Uno dei modi più tipicamente americani per fermare il cronometro è l’uso dei timeout. Esistono fin dagli inizi di questo sport e ogni squadra ne ha tre a disposizione per tempo. Devono essere utilizzati entro quel tempo di gioco, perché i timeout non usati non vengono trasferiti al tempo successivo.

I timeout permettono di fermare il cronometro per 60 secondi in qualsiasi momento della partita.

Oltre ai 12 timeout complessivi a disposizione delle due squadre durante una gara, esistono anche timeout “gratuiti” al minuto due di ciascun tempo. Il cosiddetto two-minute warning fu introdotto dalla AFL e poi adottato dalla NFL sia per aumentare la tensione nel pubblico sia per offrire alle televisioni una pausa pubblicitaria.

Nella stessa logica, il football moderno prevede anche venti “television timeout” obbligatori. Tra questi, il two-minute warning e la fine del primo e del terzo quarto sono pause fisse, mentre le altre possono essere inserite nei momenti considerati più opportuni. In Italia, il modo in cui lo sport viene seguito online comprende anche piattaforme autorizzate ADM come Marathonbet, Planetwin365 o NetBet, citate qui come parte del contesto digitale e regolamentato che affianca la fruizione degli eventi sportivi.
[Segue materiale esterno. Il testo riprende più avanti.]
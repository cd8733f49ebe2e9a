//! Output verbosity mode.

use std::str::FromStr;

/// Output verbosity mode.
#[derive(Debug, Clone, Copy, PartialEq, Eq, Default)]
pub enum OutputMode {
    /// Show all output including subprocess output.
    Verbose,
    /// Show progress and status only.
    #[default]
    Normal,
    /// Show minimal output (spinners + final status).
    Quiet,
}

impl FromStr for OutputMode {
    type Err = String;

    fn from_str(s: &str) -> Result<Self, Self::Err> {
        match s.to_lowercase().as_str() {
            "verbose" => Ok(Self::Verbose),
            "normal" => Ok(Self::Normal),
            "quiet" => Ok(Self::Quiet),
            _ => Err(format!("unknown output mode: {}", s)),
        }
    }
}

impl OutputMode {
    /// Check if this mode shows progress spinners.
    pub fn shows_spinners(&self) -> bool {
        matches!(self, Self::Verbose | Self::Normal)
    }

    /// Check if this mode shows status messages.
    pub fn shows_status(&self) -> bool {
        !matches!(self, Self::Quiet)
    }
}
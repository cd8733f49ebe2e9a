//! CLI command implementations.
//!
//! Each command implements the [`Command`] trait, which provides a uniform
//! interface for executing commands and reporting results.
//!
//! # Architecture
//!
//! Commands are dispatched via [`CommandDispatcher`], which routes CLI
//! subcommands to their implementations. This allows:
//! - Single binary with subcommands (`netlify-lm install`, `netlify-lm info`)
//! - Consistent global flag handling

pub mod completions;
pub mod dispatcher;
pub mod info;
pub mod install;
pub mod setup;

pub use dispatcher::{Command, CommandDispatcher, CommandResult};
//! Command dispatching.
//!
//! This module provides the core command infrastructure:
//! - [`Command`] trait for implementing commands
//! - [`CommandResult`] for uniform result reporting
//! - [`CommandDispatcher`] for routing CLI subcommands

use crate::cli::args::{Cli, Commands};
use crate::error::Result;
use crate::ui::UserInterface;

/// Trait for command implementations.
pub trait Command {
    /// Execute the command.
    ///
    /// # Arguments
    ///
    /// * `ui` - User interface for displaying output
    ///
    /// # Returns
    ///
    /// A [`CommandResult`] indicating success/failure and exit code.
    fn execute(&self, ui: &mut dyn UserInterface) -> Result<CommandResult>;
}

/// Result of command execution.
#[derive(Debug)]
pub struct CommandResult {
    /// Whether the command succeeded.
    pub success: bool,

    /// Exit code to use (0 for success, non-zero for failure).
    pub exit_code: i32,
}

impl CommandResult {
    /// Create a successful result.
    pub fn success() -> Self {
        Self {
            success: true,
            exit_code: 0,
        }
    }

    /// Create a failure result.
    pub fn failure(exit_code: i32) -> Self {
        Self {
            success: false,
            exit_code,
        }
    }
}

/// Dispatches CLI commands to their implementations.
#[derive(Debug, Default)]
pub struct CommandDispatcher;

impl CommandDispatcher {
    /// Create a new dispatcher.
    pub fn new() -> Self {
        Self
    }

    /// Dispatch and execute a command.
    ///
    /// With no subcommand, `info` runs: diagnostics are the safe default.
    pub fn dispatch(&self, cli: &Cli, ui: &mut dyn UserInterface) -> Result<CommandResult> {
        match &cli.command {
            Some(Commands::Install(args)) => {
                let cmd = super::install::InstallCommand::new(args.clone());
                cmd.execute(ui)
            }
            Some(Commands::Setup(args)) => {
                let cmd = super::setup::SetupCommand::new(args.clone());
                cmd.execute(ui)
            }
            Some(Commands::Info(args)) => {
                let cmd = super::info::InfoCommand::new(args.clone());
                cmd.execute(ui)
            }
            Some(Commands::Completions(args)) => {
                let cmd = super::completions::CompletionsCommand::new(args.clone());
                cmd.execute(ui)
            }
            None => {
                let cmd =
                    super::info::InfoCommand::new(crate::cli::args::InfoArgs::default());
                cmd.execute(ui)
            }
        }
    }
}
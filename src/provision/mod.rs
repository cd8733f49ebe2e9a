//! Large Media add-on provisioning.
//!
//! Provisioning is idempotent at the API level: a site that already has a
//! Large Media instance is left alone (and no create call is issued). After
//! provisioning, the site's local `.lfsconfig` is pointed at the per-site
//! LFS endpoint.

pub mod api;

use std::path::Path;
use std::process::Command;

use anyhow::anyhow;

use crate::error::{LmError, Result};

pub use api::{AddonInstance, ApiClient, Site, API_BASE_URL, LARGE_MEDIA_SLUG};

/// Mount path identifying a Large Media instance in the add-on list.
pub const LARGE_MEDIA_PATH: &str = "/.netlify/large-media";

/// How provisioning ended.
#[derive(Debug, Clone, Copy, PartialEq, Eq)]
pub enum ProvisionOutcome {
    /// A Large Media instance already existed; nothing was created.
    AlreadyProvisioned,
    /// A new instance was created.
    Created,
}

/// Ensure the Large Media add-on exists for a site.
pub fn provision_large_media(
    client: &ApiClient,
    site_id: Option<&str>,
) -> Result<ProvisionOutcome> {
    let site_id = site_id.ok_or(LmError::NoSiteId)?;

    let addons = client.list_addons(site_id)?;
    if addons
        .iter()
        .any(|a| a.service_path.as_deref() == Some(LARGE_MEDIA_PATH))
    {
        return Ok(ProvisionOutcome::AlreadyProvisioned);
    }

    client.create_addon(site_id)?;
    Ok(ProvisionOutcome::Created)
}

/// LFS endpoint URL for a site domain.
pub fn lfs_url(id_domain: &str) -> String {
    format!("https://{}{}", id_domain, LARGE_MEDIA_PATH)
}

/// Write the LFS endpoint into the site-local `.lfsconfig`.
///
/// Goes through `git config --file` so the file keeps Git's own formatting
/// and an existing `.lfsconfig` is updated in place.
pub fn write_lfs_config(url: &str, repo_root: &Path) -> Result<()> {
    let output = Command::new("git")
        .args(["config", "--file", ".lfsconfig", "lfs.url", url])
        .current_dir(repo_root)
        .output()
        .map_err(|_| LmError::NotInstalled {
            tool: "git".to_string(),
        })?;

    if !output.status.success() {
        return Err(LmError::Other(anyhow!(
            "writing .lfsconfig failed: {}",
            String::from_utf8_lossy(&output.stderr).trim()
        )));
    }

    Ok(())
}

/// Fetch the site's domain and point its `.lfsconfig` at Large Media.
///
/// Returns the URL that was written.
pub fn configure_site_lfs(
    client: &ApiClient,
    site_id: &str,
    repo_root: &Path,
) -> Result<String> {
    let site = client.get_site(site_id)?;
    let url = lfs_url(&site.id_domain);
    write_lfs_config(&url, repo_root)?;
    Ok(url)
}
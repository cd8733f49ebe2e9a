//! netlify-lm CLI entry point.

use std::process::ExitCode;

use clap::Parser;
use netlify_lm::cli::{Cli, CommandDispatcher};
use netlify_lm::ui::{create_ui, OutputMode};
use tracing_subscriber::{fmt, prelude::*, EnvFilter};

/// Initialize the tracing subscriber for logging.
///
/// Log level is controlled by:
/// 1. `--debug` flag sets level to DEBUG
/// 2. `RUST_LOG` environment variable (if set)
/// 3. Default is INFO
fn init_tracing(debug: bool) {
    let filter = if debug {
        EnvFilter::new("netlify_lm=debug")
    } else {
        EnvFilter::try_from_default_env().unwrap_or_else(|_| EnvFilter::new("netlify_lm=info"))
    };

    tracing_subscriber::registry()
        .with(fmt::layer().with_target(false))
        .with(filter)
        .init();
}

fn main() -> ExitCode {
    let cli = Cli::parse();
    init_tracing(cli.debug);

    tracing::debug!("netlify-lm starting with args: {:?}", cli);

    // Determine output mode
    let output_mode = if cli.quiet {
        OutputMode::Quiet
    } else if cli.verbose {
        OutputMode::Verbose
    } else {
        OutputMode::Normal
    };

    // Handle --no-color
    if cli.no_color {
        std::env::set_var("NO_COLOR", "1");
    }

    let is_interactive = console::Term::stdout().is_term();
    let mut ui = create_ui(is_interactive, output_mode);

    let dispatcher = CommandDispatcher::new();

    match dispatcher.dispatch(&cli, ui.as_mut()) {
        Ok(result) => ExitCode::from(result.exit_code as u8),
        Err(e) => {
            ui.error(&e.to_string());
            ExitCode::from(1)
        }
    }
}
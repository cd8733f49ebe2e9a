//! Netlify API client for add-on provisioning.

use std::time::Duration;

use serde::Deserialize;

use crate::error::{LmError, Result};

/// Production API base.
pub const API_BASE_URL: &str = "https://api.netlify.com/api/v1";

/// Add-on slug of the Large Media service.
pub const LARGE_MEDIA_SLUG: &str = "large-media";

/// An add-on instance attached to a site.
#[derive(Debug, Clone, Deserialize)]
pub struct AddonInstance {
    pub id: Option<String>,
    /// Mount path of the service, e.g. `/.netlify/large-media`.
    pub service_path: Option<String>,
}

/// The subset of site attributes this tool needs.
#[derive(Debug, Clone, Deserialize)]
pub struct Site {
    pub id: String,
    /// Canonical per-site domain the LFS endpoint lives under.
    pub id_domain: String,
    pub name: Option<String>,
}

/// Error payload shape the API answers with.
#[derive(Debug, Deserialize)]
struct ErrorPayload {
    error: Option<String>,
    message: Option<String>,
}

/// Blocking client for the site/add-ons endpoints.
pub struct ApiClient {
    client: reqwest::blocking::Client,
    base_url: String,
    token: String,
}

impl ApiClient {
    /// Create a client against the production API.
    pub fn new(token: &str) -> Result<Self> {
        Self::with_base_url(token, API_BASE_URL)
    }

    /// Create a client against a specific base URL (tests use a mock server).
    pub fn with_base_url(token: &str, base_url: &str) -> Result<Self> {
        let client = reqwest::blocking::Client::builder()
            .user_agent(concat!("netlify-lm/", env!("CARGO_PKG_VERSION")))
            .timeout(Duration::from_secs(30))
            .build()?;

        Ok(Self {
            client,
            base_url: base_url.trim_end_matches('/').to_string(),
            token: token.to_string(),
        })
    }

    fn url(&self, path: &str) -> String {
        format!("{}{}", self.base_url, path)
    }

    /// List the add-on instances of a site.
    pub fn list_addons(&self, site_id: &str) -> Result<Vec<AddonInstance>> {
        let response = self
            .client
            .get(self.url(&format!("/sites/{}/service-instances", site_id)))
            .bearer_auth(&self.token)
            .send()?;
        Self::parse(response)
    }

    /// Create a Large Media instance for a site.
    pub fn create_addon(&self, site_id: &str) -> Result<AddonInstance> {
        let response = self
            .client
            .post(self.url(&format!(
                "/sites/{}/services/{}/instances",
                site_id, LARGE_MEDIA_SLUG
            )))
            .bearer_auth(&self.token)
            .json(&serde_json::json!({}))
            .send()?;
        Self::parse(response)
    }

    /// Fetch a site.
    pub fn get_site(&self, site_id: &str) -> Result<Site> {
        let response = self
            .client
            .get(self.url(&format!("/sites/{}", site_id)))
            .bearer_auth(&self.token)
            .send()?;
        Self::parse(response)
    }

    /// Decode a success body, or surface the API's error payload.
    fn parse<T: serde::de::DeserializeOwned>(response: reqwest::blocking::Response) -> Result<T> {
        let status = response.status();
        if status.is_success() {
            return response.json::<T>().map_err(|e| LmError::MalformedResponse {
                message: e.to_string(),
            });
        }

        let message = response
            .json::<ErrorPayload>()
            .ok()
            .and_then(|p| p.error.or(p.message))
            .unwrap_or_else(|| format!("API answered with status {}", status.as_u16()));
        Err(LmError::AddonError { message })
    }
}
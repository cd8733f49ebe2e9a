//! Shell completions generation.
//!
//! The `netlify-lm completions` command generates shell completion scripts.

use crate::cli::args::{Cli, CompletionsArgs};
use crate::ui::UserInterface;
use clap::CommandFactory;

use super::dispatcher::{Command, CommandResult};

/// The completions command implementation.
pub struct CompletionsCommand {
    args: CompletionsArgs,
}

impl CompletionsCommand {
    /// Create a new completions command.
    pub fn new(args: CompletionsArgs) -> Self {
        Self { args }
    }
}

impl Command for CompletionsCommand {
    fn execute(&self, _ui: &mut dyn UserInterface) -> crate::error::Result<CommandResult> {
        let mut cmd = Cli::command();
        clap_complete::generate(
            self.args.shell,
            &mut cmd,
            "netlify-lm",
            &mut std::io::stdout(),
        );
        Ok(CommandResult::success())
    }
}

#[cfg(test)]
mod tests {
    use super::*;
    use clap_complete::Shell;

    #[test]
    fn generates_bash_completions() {
        let mut cmd = Cli::command();
        let mut buf = Vec::new();
        clap_complete::generate(Shell::Bash, &mut cmd, "netlify-lm", &mut buf);
        let output = String::from_utf8(buf).unwrap();
        assert!(output.contains("netlify-lm"));
        assert!(output.contains("complete"));
    }

    #[test]
    fn generates_zsh_completions() {
        let mut cmd = Cli::command();
        let mut buf = Vec::new();
        clap_complete::generate(Shell::Zsh, &mut cmd, "netlify-lm", &mut buf);
        let output = String::from_utf8(buf).unwrap();
        assert!(output.contains("netlify-lm"));
    }
}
“Quando hanno fermato la partita per mandare la pubblicità per la prima volta, lì è finita.”

Replay

A complicare ulteriormente il quadro c’è un altro elemento: la revisione tramite instant replay. Ogni squadra ha due challenge per tempo; se una contestazione ha successo, non incide sui tre timeout a disposizione.

Il cronometro viene fermato mentre gli arbitri rivedono l’azione contestata, e la partita riprende con lo snap successivo.

Il rapporto tra la NFL e il cronometro è complesso e spesso sottovalutato. Le modifiche introdotte nel 2006 e nel 2008 hanno generato ulteriore confusione e, in alcuni casi, meno gioco effettivo rispetto al passato.

La stagione 2006 fu particolarmente problematica da questo punto di vista: i tifosi videro in media 25-30 azioni in meno a partita. Nel 2008, invece, la NFL adottò gran parte delle regole ancora oggi in vigore.

La lega ha imparato la lezione sul rischio di intervenire troppo sul tempo di gioco? In qualche modo, ne dubitiamo.